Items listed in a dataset
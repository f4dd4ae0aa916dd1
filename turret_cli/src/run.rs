//! The `run` and `self-check` commands: wire simulated devices into a turret
//! and drive it with the fixed-period runner.

use std::path::{Path, PathBuf};
use std::sync::Arc;
use std::sync::atomic::{AtomicBool, Ordering};

use eyre::WrapErr;
use serde_json::json;
use turret_config::Config;
use turret_core::error::TurretError;
use turret_core::mocks::NoVision;
use turret_core::runner::{self, RunParams, RunSummary};
use turret_core::tuning::{MapTuning, SHOOTER_VELOCITY_RPM};
use turret_core::{AxisTelemetry, Turret, TurretCfg, TurretCommand, TurretTelemetry};
use turret_hardware::{
    ScriptedVision, SimPercentOutput, SimPositionActuator, SimVelocityActuator,
};
use turret_traits::{MonotonicClock, Vision, VisionSample};

/// Options of one `run` invocation, already parsed from the command line.
#[derive(Debug, Clone, Default)]
pub struct RunOpts {
    pub ticks: Option<u64>,
    pub auto: bool,
    pub fire: bool,
    pub az_rate: Option<f64>,
    pub el_rate: Option<f64>,
    pub vision_trace: Option<PathBuf>,
    pub rpm: Option<f64>,
    pub period_ms: Option<u64>,
}

impl RunOpts {
    /// The operator command held for the whole run.
    pub fn command(&self) -> TurretCommand {
        let az = self.az_rate.unwrap_or(0.0);
        let el = self.el_rate.unwrap_or(0.0);
        let cmd = if self.auto {
            TurretCommand::auto()
        } else if az != 0.0 || el != 0.0 {
            TurretCommand::manual(az, el)
        } else {
            TurretCommand::hold()
        };
        cmd.firing(self.fire)
    }
}

/// Read, parse and validate the TOML config. Every failure is a config error.
pub fn load_config(path: &Path) -> eyre::Result<Config> {
    let text = std::fs::read_to_string(path).map_err(|e| {
        eyre::Report::new(TurretError::Config(format!(
            "read config {}: {e}",
            path.display()
        )))
    })?;
    let cfg = turret_config::load_toml(&text)
        .map_err(|e| eyre::Report::new(TurretError::Config(format!("parse config: {e}"))))?;
    cfg.validate()
        .map_err(|e| eyre::Report::new(TurretError::Config(format!("{e}"))))?;
    Ok(cfg)
}

fn load_vision(trace: Option<&Path>) -> eyre::Result<Box<dyn Vision>> {
    let Some(path) = trace else {
        return Ok(Box::new(NoVision));
    };
    let rows = turret_config::load_vision_trace_csv(path)
        .map_err(|e| eyre::Report::new(TurretError::Config(format!("{e}"))))?;
    tracing::info!(frames = rows.len(), path = %path.display(), "vision trace loaded");
    let frames = rows
        .into_iter()
        .map(|r| VisionSample {
            valid: r.valid,
            azimuth_offset_deg: r.tx,
            elevation_offset_deg: r.ty,
            ballistic_velocity_fps: r.velocity_fps,
        })
        .collect();
    Ok(Box::new(ScriptedVision::new(frames)))
}

/// Build a turret from `cfg` with every device simulated.
pub fn build_sim_turret(
    cfg: &Config,
    vision: Box<dyn Vision>,
    tuning: Arc<MapTuning>,
) -> eyre::Result<Turret> {
    let mut builder = Turret::builder()
        .with_axes(
            SimPositionActuator::new("azimuth", cfg.sim.azimuth_slew_ticks),
            SimPositionActuator::new("elevation", cfg.sim.elevation_slew_ticks),
        )
        .with_launcher(
            SimVelocityActuator::new("flywheel", cfg.sim.flywheel_response),
            SimPercentOutput::new("feeder"),
        )
        .with_vision(vision)
        .with_config(TurretCfg::from(cfg))
        .with_tuning(tuning);
    if cfg.ball_transfer.enabled {
        builder = builder.with_transfer(SimPercentOutput::new("ball_transfer"));
    }
    builder.build()
}

pub fn run_turret(cfg: &Config, opts: &RunOpts, json_mode: bool) -> eyre::Result<()> {
    let tuning = Arc::new(MapTuning::new());
    if let Some(rpm) = opts.rpm {
        tuning.set(SHOOTER_VELOCITY_RPM, rpm);
    }
    let vision = load_vision(opts.vision_trace.as_deref())?;
    let mut turret = build_sim_turret(cfg, vision, tuning)?;

    let shutdown = Arc::new(AtomicBool::new(false));
    {
        let flag = Arc::clone(&shutdown);
        ctrlc::set_handler(move || {
            tracing::info!("received shutdown signal");
            flag.store(true, Ordering::SeqCst);
        })
        .wrap_err("install Ctrl-C handler")?;
    }

    let params = RunParams::new(
        opts.period_ms.unwrap_or(cfg.runner.period_ms),
        opts.ticks,
        cfg.runner.overrun.into(),
    );
    let cmd = opts.command();
    tracing::info!(
        mode = cmd.aim.name(),
        fire = cmd.fire,
        ticks = opts.ticks,
        "starting run"
    );

    let clock = MonotonicClock::new();
    let summary = runner::run(
        &mut turret,
        &clock,
        &params,
        |_| cmd,
        |_, t| {
            if json_mode {
                println!("{}", telemetry_json(t));
            }
        },
        &shutdown,
    )?;

    if json_mode {
        println!("{}", summary_json(&summary));
    } else {
        println!("{}", summary_text(&summary));
    }
    Ok(())
}

/// Build the turret from config and run exactly one held tick.
pub fn self_check(cfg: &Config) -> eyre::Result<TurretTelemetry> {
    let mut turret = build_sim_turret(cfg, Box::new(NoVision), Arc::new(MapTuning::new()))?;
    let dt = turret_core::util::dt_seconds(turret_core::util::period_from_ms(cfg.runner.period_ms));
    let t = turret
        .periodic(dt, &TurretCommand::hold())
        .wrap_err("self-check tick")?;
    turret.safe_stop().wrap_err("self-check safe stop")?;
    Ok(t)
}

fn axis_json(a: &AxisTelemetry) -> serde_json::Value {
    json!({
        "target_ticks": a.target_ticks,
        "target_deg": a.target_deg,
        "commanded_ticks": a.commanded_ticks,
        "measured_deg": a.measured_deg,
        "clamped": a.clamped,
    })
}

/// One JSON line per committed tick.
pub fn telemetry_json(t: &TurretTelemetry) -> serde_json::Value {
    json!({
        "tick": t.tick,
        "mode": t.mode,
        "vision_valid": t.vision_valid,
        "azimuth": axis_json(&t.azimuth),
        "elevation": axis_json(&t.elevation),
        "flywheel": {
            "setpoint_native": t.flywheel.setpoint_native,
            "measured_native": t.flywheel.measured_native,
            "setpoint_rpm": t.flywheel.setpoint_rpm,
            "measured_rpm": t.flywheel.measured_rpm,
            "at_speed": t.flywheel.at_speed,
        },
        "feeder": t.feeder.as_str(),
        "transfer": t.transfer.as_str(),
        "shooting": t.shooting,
        "feeding": t.feeding,
    })
}

pub fn summary_json(s: &RunSummary) -> serde_json::Value {
    let last = s.last.unwrap_or_default();
    json!({
        "summary": {
            "ticks": s.ticks,
            "overruns": s.overruns,
            "worst_overrun_us": s.worst_overrun.as_micros() as u64,
            "stopped_by_shutdown": s.stopped_by_shutdown,
            "azimuth_target_deg": last.azimuth.target_deg,
            "elevation_target_deg": last.elevation.target_deg,
            "at_speed": last.flywheel.at_speed,
            "feeder": last.feeder.as_str(),
        }
    })
}

fn summary_text(s: &RunSummary) -> String {
    let last = s.last.unwrap_or_default();
    format!(
        "run complete: ticks={} overruns={} az={:.2}deg el={:.2}deg rpm={:.0} at_speed={} feeder={}",
        s.ticks,
        s.overruns,
        last.azimuth.target_deg,
        last.elevation.target_deg,
        last.flywheel.measured_rpm,
        last.flywheel.at_speed,
        last.feeder,
    )
}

REQUIRED ACTION:
The lines above from the one with "use std::sync::Arc;" through the one with "use turret_core::mocks::NoVision;" are to be duplicated exactly, ends included, with nothing added.

RESPONSE FOR THIS EXERCISE:
use std::sync::Arc;
use std::sync::atomic::{AtomicBool, Ordering};

use eyre::WrapErr;
use serde_json::json;
use turret_config::Config;
use turret_core::error::TurretError;
use turret_core::mocks::NoVision;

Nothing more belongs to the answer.